The World Cultural Council performed its 31st Award Ceremony on November 17, 2014 at the Dipoli Hall, Otakaari 1 Building, Aalto University, Espoo, Finland. Aalto University acted as the host and co-organizer of the event, which was the opening act prior to the Aalto University Academic Summit titled "The Impact of Universities on Economic Growth."

The WCC presented awards to two distinguished scientists. Acclaimed enzymologist Professor Sir Philip Cohen received the Albert Einstein World Award of Science for his forty-year research into cellular communication.
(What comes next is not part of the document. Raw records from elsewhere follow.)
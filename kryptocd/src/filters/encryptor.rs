// SPDX-License-Identifier: AGPL-3.0-only

//! Symmetric encryption and decryption.

use crate::{
    error::{Error, PipeError},
    io::{Pipe, Sink, Source},
    process::{ChildFilter, EXTRA_FD_STRING},
};

/// A [`ChildFilter`] around the encryption tool, fed the passphrase
/// out-of-band at [`crate::process::EXTRA_FD`].
///
/// Dropping an `Encryptor` never waits for the child: the encryption tool
/// can misbehave on stdin EOF during shutdown, so termination-on-drop (the
/// [`crate::process::Childprocess`] backstop) is preferred over a graceful
/// wait here.
pub struct Encryptor(ChildFilter);

impl Encryptor
{
    /// Spawn the encryption tool. `encrypt` selects symmetric-encrypt mode;
    /// otherwise the tool runs in its default (decrypt) mode.
    pub fn new(
        executable: &str,
        passphrase: &str,
        encrypt:    bool,
        source:     &mut impl Source,
        sink:       &mut impl Sink,
    ) -> Result<Self, Error>
    {
        let argv = argument_list(executable, encrypt);

        let mut passphrase_pipe = Pipe::new()?;
        write_passphrase(&passphrase_pipe, passphrase.as_bytes()).map_err(PipeError)?;
        passphrase_pipe.close_sink().ok();

        let filter = ChildFilter::with_extra_source(
            executable, &argv, source, sink, &mut passphrase_pipe,
        )?;
        Ok(Self(filter))
    }
}

fn argument_list(executable: &str, encrypt: bool) -> Vec<String>
{
    let passphrase_fd_arg = format!("--passphrase-fd={EXTRA_FD_STRING}");
    if encrypt {
        vec![executable.to_owned(), "--symmetric".to_owned(), passphrase_fd_arg]
    } else {
        vec![executable.to_owned(), passphrase_fd_arg]
    }
}

fn write_passphrase(pipe: &Pipe, mut bytes: &[u8]) -> std::io::Result<()>
{
    while !bytes.is_empty() {
        let n = kryptocd_os::write(pipe.sink_fd(), bytes)?;
        if n == 0 {
            return Err(std::io::Error::from(std::io::ErrorKind::WriteZero));
        }
        bytes = &bytes[n ..];
    }
    Ok(())
}

impl std::ops::Deref for Encryptor
{
    type Target = ChildFilter;

    fn deref(&self) -> &Self::Target
    {
        &self.0
    }
}

impl std::ops::DerefMut for Encryptor
{
    fn deref_mut(&mut self) -> &mut Self::Target
    {
        &mut self.0
    }
}

#[cfg(test)]
mod tests
{
    use super::*;

    #[test]
    fn encrypt_argv_uses_symmetric_flag()
    {
        let argv = argument_list("/usr/bin/gpg", true);
        assert_eq!(argv, vec!["/usr/bin/gpg", "--symmetric", "--passphrase-fd=3"]);
    }

    #[test]
    fn decrypt_argv_omits_symmetric_flag()
    {
        let argv = argument_list("/usr/bin/gpg", false);
        assert_eq!(argv, vec!["/usr/bin/gpg", "--passphrase-fd=3"]);
    }
}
Professor Federico Rosei accepted the José Vasconcelos World Award of Education, granted for his excellence in the field of university teaching.

Jussi Nuorteva, Director of the National Archives of Finland and member of the WCC, presented the Winners' Book to the laureates. Professor Sir Philip Cohen and Professor Federico Rosei signed the book in presence of witnesses from Aalto University and WCC.

Also, the WCC conferred Aalto University President, Professor Tuula Teeri, the Medal for Educational Merit.

As part of the award ceremony, honorary mentions were granted to Aalto University researchers Assistant Professor Camilla Hollanti, Assistant Professor Katri Kauppi, Assistant Professor Mauri Kostiainen, Doctoral Candidate Matti Kuittinen, Assistant Professor Jani Romanoff and Assistant Professor Hele Savin.

Finally, Professor Edmond Fischer handed over the Presidential Emblem to Professor Sir Colin Blakemore, a founding member of the council. The WCC acknowledged the work of Professor Fischer, in the last eight years as Honorary President, and in the last fifteen supporting the work of the council. The first duty of Professor Blakemore as new Honorary President was to present the Presidential Emeritus medal to Professor Fischer.

Prior to the award ceremony, Professor Sir Philip Cohen presented the lecture "Protein Kinases, the Major Drug Targets of the 21st Century." Also, Professor Federico Rosei gave the lecture "What Type of Energy for the Future of Humanity?". Furthermore, Nobel laureate Professor Edmond Fischer performed a public lecture in support of the ceremony.